▸ **Exercise material**
*** Block opens ***

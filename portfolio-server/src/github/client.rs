//! GitHub REST client.
//!
//! Unauthenticated, blocking. Two calls per refresh: the user profile (for
//! the public repository count) and the latest public events.

use chrono::{DateTime, Utc};
use serde::Deserialize;
use thiserror::Error;
use tracing::debug;

use crate::config::GithubConfig;

/// Events requested per refresh.
pub const EVENTS_PER_PAGE: u32 = 8;

/// GitHub errors.
#[derive(Debug, Error)]
pub enum GithubError {
    /// Non-success status.
    #[error("GitHub returned HTTP {0}")]
    Status(u16),

    /// Request never got an answer.
    #[error("Transport error: {0}")]
    Transport(String),

    /// Body did not decode.
    #[error("Decode error: {0}")]
    Decode(String),
}

impl From<ureq::Error> for GithubError {
    fn from(e: ureq::Error) -> Self {
        match e {
            ureq::Error::Status(status, _) => GithubError::Status(status),
            other => GithubError::Transport(other.to_string()),
        }
    }
}

impl From<std::io::Error> for GithubError {
    fn from(e: std::io::Error) -> Self {
        GithubError::Decode(e.to_string())
    }
}

/// Subset of `GET /users/{user}`.
#[derive(Clone, Debug, Deserialize)]
pub struct GithubUser {
    /// Login name
    pub login: String,
    /// Public repository count
    #[serde(default)]
    pub public_repos: u32,
}

/// Repository reference on an event.
#[derive(Clone, Debug, Deserialize)]
pub struct EventRepo {
    /// `owner/name`
    pub name: String,
}

/// Commit summary inside a push payload.
#[derive(Clone, Debug, Deserialize)]
pub struct EventCommit {
    /// Commit message
    #[serde(default)]
    pub message: String,
}

/// Fields of the event payload the feed uses.
#[derive(Clone, Debug, Default, Deserialize)]
pub struct EventPayload {
    /// Push commits
    #[serde(default)]
    pub commits: Option<Vec<EventCommit>>,
    /// What a create event created
    #[serde(default)]
    pub ref_type: Option<String>,
    /// Issue / pull request action
    #[serde(default)]
    pub action: Option<String>,
}

/// One public event.
#[derive(Clone, Debug, Deserialize)]
pub struct GithubEvent {
    /// Event type, e.g. `PushEvent`
    #[serde(rename = "type")]
    pub kind: String,
    /// Repository
    pub repo: EventRepo,
    /// When it happened
    pub created_at: DateTime<Utc>,
    /// Payload
    #[serde(default)]
    pub payload: EventPayload,
}

/// Where activity comes from.
pub trait ActivitySource: Send + Sync {
    /// Fetch the profile and recent events.
    fn fetch(&self) -> Result<(GithubUser, Vec<GithubEvent>), GithubError>;
}

/// Live GitHub API client.
pub struct GithubClient {
    agent: ureq::Agent,
    api_base: String,
    username: String,
}

impl GithubClient {
    /// Create from config.
    pub fn new(config: &GithubConfig) -> Self {
        Self {
            agent: ureq::AgentBuilder::new()
                .timeout(config.timeout)
                .user_agent(concat!("portfolio-server/", env!("CARGO_PKG_VERSION")))
                .build(),
            api_base: config.api_base.trim_end_matches('/').to_string(),
            username: config.username.clone(),
        }
    }

    /// Profile URL.
    pub fn user_url(&self) -> String {
        format!("{}/users/{}", self.api_base, self.username)
    }

    /// Public events URL.
    pub fn events_url(&self) -> String {
        format!(
            "{}/users/{}/events/public?per_page={}",
            self.api_base, self.username, EVENTS_PER_PAGE
        )
    }

    fn get_json<T: serde::de::DeserializeOwned>(&self, url: &str) -> Result<T, GithubError> {
        debug!(url, "GitHub request");
        let response = self
            .agent
            .get(url)
            .set("Accept", "application/vnd.github+json")
            .call()?;
        Ok(response.into_json()?)
    }
}

impl ActivitySource for GithubClient {
    fn fetch(&self) -> Result<(GithubUser, Vec<GithubEvent>), GithubError> {
        let user = self.get_json(&self.user_url())?;
        let events = self.get_json(&self.events_url())?;
        Ok((user, events))
    }
}

#[cfg(test)]
mod tests {
    use super::*;

    #[test]
    fn test_urls() {
        let config = GithubConfig {
            api_base: "https://api.example.com/".into(),
            username: "octo".into(),
            ..GithubConfig::default()
        };
        let client = GithubClient::new(&config);

        assert_eq!(client.user_url(), "https://api.example.com/users/octo");
        assert_eq!(
            client.events_url(),
            "https://api.example.com/users/octo/events/public?per_page=8"
        );
    }

    #[test]
    fn test_event_decodes_with_sparse_payload() {
        let raw = r#"[
            {"type": "WatchEvent", "repo": {"name": "a/b"}, "created_at": "2024-05-01T10:00:00Z", "payload": {"action": "started"}},
            {"type": "PublicEvent", "repo": {"name": "a/c"}, "created_at": "2024-05-01T11:00:00Z"}
        ]"#;
        let events: Vec<GithubEvent> = serde_json::from_str(raw).unwrap();

        assert_eq!(events.len(), 2);
        assert_eq!(events[0].payload.action.as_deref(), Some("started"));
        assert!(events[1].payload.commits.is_none());
    }

    #[test]
    fn test_user_decodes() {
        let user: GithubUser = serde_json::from_str(r#"{"login": "octo", "public_repos": 12, "id": 1}"#).unwrap();
        assert_eq!(user.public_repos, 12);
    }
}
//! Terminal Commands
//!
//! The home page's fake shell. Commands are matched case-insensitively
//! after trimming; the echo and the not-found message use the input as
//! typed.

use serde::Serialize;

/// Commands listed by `help`, in listing order.
pub const COMMANDS: [&str; 8] = [
    "help", "about", "skills", "projects", "contact", "clear", "whoami", "status",
];

/// What the terminal should do with its scrollback.
#[derive(Clone, Debug, PartialEq, Eq, Serialize)]
#[serde(tag = "action", rename_all = "snake_case")]
pub enum TerminalReply {
    /// Append these lines
    Append {
        /// Echoed prompt followed by the response
        lines: Vec<String>,
    },
    /// Replace the scrollback with these lines
    Clear {
        /// New scrollback
        lines: Vec<String>,
    },
}

impl TerminalReply {
    /// Lines carried by either variant.
    pub fn lines(&self) -> &[String] {
        match self {
            TerminalReply::Append { lines } | TerminalReply::Clear { lines } => lines,
        }
    }
}

/// Run one command. `repositories` is the live public repository count.
pub fn respond(input: &str, repositories: u32) -> TerminalReply {
    let command = input.trim().to_lowercase();

    let response = match command.as_str() {
        "help" => format!("AVAILABLE_COMMANDS: {}", COMMANDS.join(", ")),
        "about" => "FULL_STACK_ENGINEER | OREGON_STATE_UNIVERSITY_GRADUATE | 2+_YEARS_EXPERIENCE".to_string(),
        "skills" => "PYTHON | TYPESCRIPT | REACT | NODE.JS | FLASK | NEXT.JS | DOCKER | GCP".to_string(),
        "projects" => format!(
            "{repositories}_REPOSITORIES | 4_LIVE_DEPLOYMENTS | CHECK_/PROJECTS_FOR_DETAILS"
        ),
        "contact" => "EMAIL: ufoundashwin@gmail.com | LINKEDIN: ashwinkumar99 | GITHUB: Itaxh1".to_string(),
        "status" => "STATUS: ACTIVELY_SEEKING_OPPORTUNITIES | MASTER'S_COMPLETED | AVAILABLE_IMMEDIATELY".to_string(),
        "whoami" => "ASHWIN_KUMAR | SOFTWARE_ENGINEER | PROBLEM_SOLVER | CODE_ARCHITECT".to_string(),
        "clear" => {
            return TerminalReply::Clear { lines: vec!["TERMINAL_CLEARED".to_string()] };
        }
        _ => format!("COMMAND_NOT_FOUND: {input} | TYPE 'help' FOR_AVAILABLE_COMMANDS"),
    };

    TerminalReply::Append { lines: vec![format!("> {input}"), response] }
}

#[cfg(test)]
mod tests {
    use super::*;

    #[test]
    fn test_help_lists_commands() {
        let reply = respond("help", 0);
        assert_eq!(
            reply.lines(),
            &[
                "> help".to_string(),
                "AVAILABLE_COMMANDS: help, about, skills, projects, contact, clear, whoami, status".to_string(),
            ]
        );
    }

    #[test]
    fn test_commands_are_case_insensitive() {
        let reply = respond("  WhoAmI ", 0);
        assert_eq!(reply.lines()[0], ">   WhoAmI ");
        assert_eq!(reply.lines()[1], "ASHWIN_KUMAR | SOFTWARE_ENGINEER | PROBLEM_SOLVER | CODE_ARCHITECT");
    }

    #[test]
    fn test_projects_uses_repository_count() {
        let reply = respond("projects", 23);
        assert_eq!(
            reply.lines()[1],
            "23_REPOSITORIES | 4_LIVE_DEPLOYMENTS | CHECK_/PROJECTS_FOR_DETAILS"
        );
    }

    #[test]
    fn test_clear_replaces_scrollback() {
        assert_eq!(
            respond("CLEAR", 0),
            TerminalReply::Clear { lines: vec!["TERMINAL_CLEARED".to_string()] }
        );
    }

    #[test]
    fn test_unknown_command_echoes_input() {
        let reply = respond("sudo rm", 0);
        assert_eq!(reply.lines()[1], "COMMAND_NOT_FOUND: sudo rm | TYPE 'help' FOR_AVAILABLE_COMMANDS");
    }

    #[test]
    fn test_every_listed_command_is_known() {
        for command in COMMANDS {
            let reply = respond(command, 1);
            assert!(!reply.lines().last().unwrap().starts_with("COMMAND_NOT_FOUND"), "{command}");
        }
    }

    #[test]
    fn test_reply_serializes_with_action_tag() {
        let value = serde_json::to_value(respond("clear", 0)).unwrap();
        assert_eq!(value["action"], "clear");
        assert_eq!(value["lines"][0], "TERMINAL_CLEARED");
    }
}
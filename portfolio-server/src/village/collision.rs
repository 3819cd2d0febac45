//! Collision Prober
//!
//! Ray-based obstacle detection for the character. Obstacles live in an
//! explicit [`ColliderRegistry`]; probing casts eight horizontal rays from a
//! candidate position and reports a hit when anything is closer than the
//! character's radius.

use std::collections::BTreeMap;
use std::f32::consts::FRAC_1_SQRT_2;
use serde::Serialize;

use crate::core::{Aabb, Vec3};

/// Character collision radius.
pub const CHARACTER_RADIUS: f32 = 0.4;

/// Slack added to the radius before a hit counts as blocking.
pub const COLLISION_EPSILON: f32 = 0.1;

/// Probe directions: the four cardinals, then the four diagonals.
pub const PROBE_DIRECTIONS: [Vec3; 8] = [
    Vec3::new(1.0, 0.0, 0.0),
    Vec3::new(-1.0, 0.0, 0.0),
    Vec3::new(0.0, 0.0, 1.0),
    Vec3::new(0.0, 0.0, -1.0),
    Vec3::new(FRAC_1_SQRT_2, 0.0, FRAC_1_SQRT_2),
    Vec3::new(FRAC_1_SQRT_2, 0.0, -FRAC_1_SQRT_2),
    Vec3::new(-FRAC_1_SQRT_2, 0.0, FRAC_1_SQRT_2),
    Vec3::new(-FRAC_1_SQRT_2, 0.0, -FRAC_1_SQRT_2),
];

/// Handle for a registered collider.
#[derive(Clone, Copy, Debug, PartialEq, Eq, PartialOrd, Ord, Hash, Serialize)]
pub struct ColliderId(pub u32);

/// What a collider represents. Probing treats all kinds alike.
#[derive(Clone, Copy, Debug, PartialEq, Eq, Serialize)]
pub enum ColliderKind {
    /// Invisible wall at the edge of the world
    Boundary,
    /// Building footprint
    Building,
    /// Hill or other ground feature
    Terrain,
    /// Small scenery (gate posts, monuments)
    Prop,
}

/// A solid volume.
#[derive(Clone, Copy, Debug, Serialize)]
pub struct Collider {
    /// Registry handle
    pub id: ColliderId,
    /// Kind tag
    pub kind: ColliderKind,
    /// World-space bounds
    pub bounds: Aabb,
}

/// Registered obstacle volumes.
///
/// Iteration is in registration order (BTreeMap keyed by monotonically
/// increasing id).
#[derive(Clone, Debug, Default)]
pub struct ColliderRegistry {
    colliders: BTreeMap<ColliderId, Collider>,
    next_id: u32,
}

impl ColliderRegistry {
    /// Create an empty registry.
    pub fn new() -> Self {
        Self::default()
    }

    /// Register a volume and return its handle.
    pub fn register(&mut self, kind: ColliderKind, bounds: Aabb) -> ColliderId {
        let id = ColliderId(self.next_id);
        self.next_id += 1;
        self.colliders.insert(id, Collider { id, kind, bounds });
        id
    }

    /// Remove a volume.
    pub fn remove(&mut self, id: ColliderId) -> Option<Collider> {
        self.colliders.remove(&id)
    }

    /// Drop every volume. Handles are not reused.
    pub fn clear(&mut self) {
        self.colliders.clear();
    }

    /// Number of registered volumes.
    pub fn len(&self) -> usize {
        self.colliders.len()
    }

    /// Check if nothing is registered.
    pub fn is_empty(&self) -> bool {
        self.colliders.is_empty()
    }

    /// Iterate registered volumes.
    pub fn iter(&self) -> impl Iterator<Item = &Collider> {
        self.colliders.values()
    }

    /// Nearest hit distance along a ray across all volumes.
    pub fn nearest_hit(&self, origin: Vec3, dir: Vec3) -> Option<f32> {
        self.colliders
            .values()
            .filter_map(|c| c.bounds.ray_distance(origin, dir))
            .min_by(|a, b| a.total_cmp(b))
    }

    /// Check whether a character standing at `position` would overlap
    /// anything.
    ///
    /// Fails open: with no volumes registered (scene still loading) every
    /// position is free.
    pub fn probe(&self, position: Vec3) -> bool {
        if self.colliders.is_empty() {
            return false;
        }

        let reach = CHARACTER_RADIUS + COLLISION_EPSILON;
        PROBE_DIRECTIONS.iter().any(|dir| {
            self.nearest_hit(position, *dir)
                .map_or(false, |distance| distance < reach)
        })
    }
}

// =============================================================================
// TESTS
// =============================================================================
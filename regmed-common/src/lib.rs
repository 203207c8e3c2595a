//! Register Mediator - Common Types
//!
//! This crate contains the status codes, the options record and the
//! small shared types used across the register-mediator workspace.

pub mod options;
pub mod status;

pub use options::{BbProperties, Options, SpillClass};
pub use status::{ErrorCallback, Status};

/// Result type used by every public mediator operation.
pub type Result<T> = std::result::Result<T, Status>;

*** Block closes ***

Taking the records above, retype every line from the one with "pub enum ColliderKind" down to the one with "position is free.", exactly and with nothing else.

▸ **Written answer**
pub enum ColliderKind {
    /// Invisible wall at the edge of the world
    Boundary,
    /// Building footprint
    Building,
    /// Hill or other ground feature
    Terrain,
    /// Small scenery (gate posts, monuments)
    Prop,
}

/// A solid volume.
#[derive(Clone, Copy, Debug, Serialize)]
pub struct Collider {
    /// Registry handle
    pub id: ColliderId,
    /// Kind tag
    pub kind: ColliderKind,
    /// World-space bounds
    pub bounds: Aabb,
}

/// Registered obstacle volumes.
///
/// Iteration is in registration order (BTreeMap keyed by monotonically
/// increasing id).
#[derive(Clone, Debug, Default)]
pub struct ColliderRegistry {
    colliders: BTreeMap<ColliderId, Collider>,
    next_id: u32,
}

impl ColliderRegistry {
    /// Create an empty registry.
    pub fn new() -> Self {
        Self::default()
    }

    /// Register a volume and return its handle.
    pub fn register(&mut self, kind: ColliderKind, bounds: Aabb) -> ColliderId {
        let id = ColliderId(self.next_id);
        self.next_id += 1;
        self.colliders.insert(id, Collider { id, kind, bounds });
        id
    }

    /// Remove a volume.
    pub fn remove(&mut self, id: ColliderId) -> Option<Collider> {
        self.colliders.remove(&id)
    }

    /// Drop every volume. Handles are not reused.
    pub fn clear(&mut self) {
        self.colliders.clear();
    }

    /// Number of registered volumes.
    pub fn len(&self) -> usize {
        self.colliders.len()
    }

    /// Check if nothing is registered.
    pub fn is_empty(&self) -> bool {
        self.colliders.is_empty()
    }

    /// Iterate registered volumes.
    pub fn iter(&self) -> impl Iterator<Item = &Collider> {
        self.colliders.values()
    }

    /// Nearest hit distance along a ray across all volumes.
    pub fn nearest_hit(&self, origin: Vec3, dir: Vec3) -> Option<f32> {
        self.colliders
            .values()
            .filter_map(|c| c.bounds.ray_distance(origin, dir))
            .min_by(|a, b| a.total_cmp(b))
    }

    /// Check whether a character standing at `position` would overlap
    /// anything.
    ///
    /// Fails open: with no volumes registered (scene still loading) every
    /// position is free.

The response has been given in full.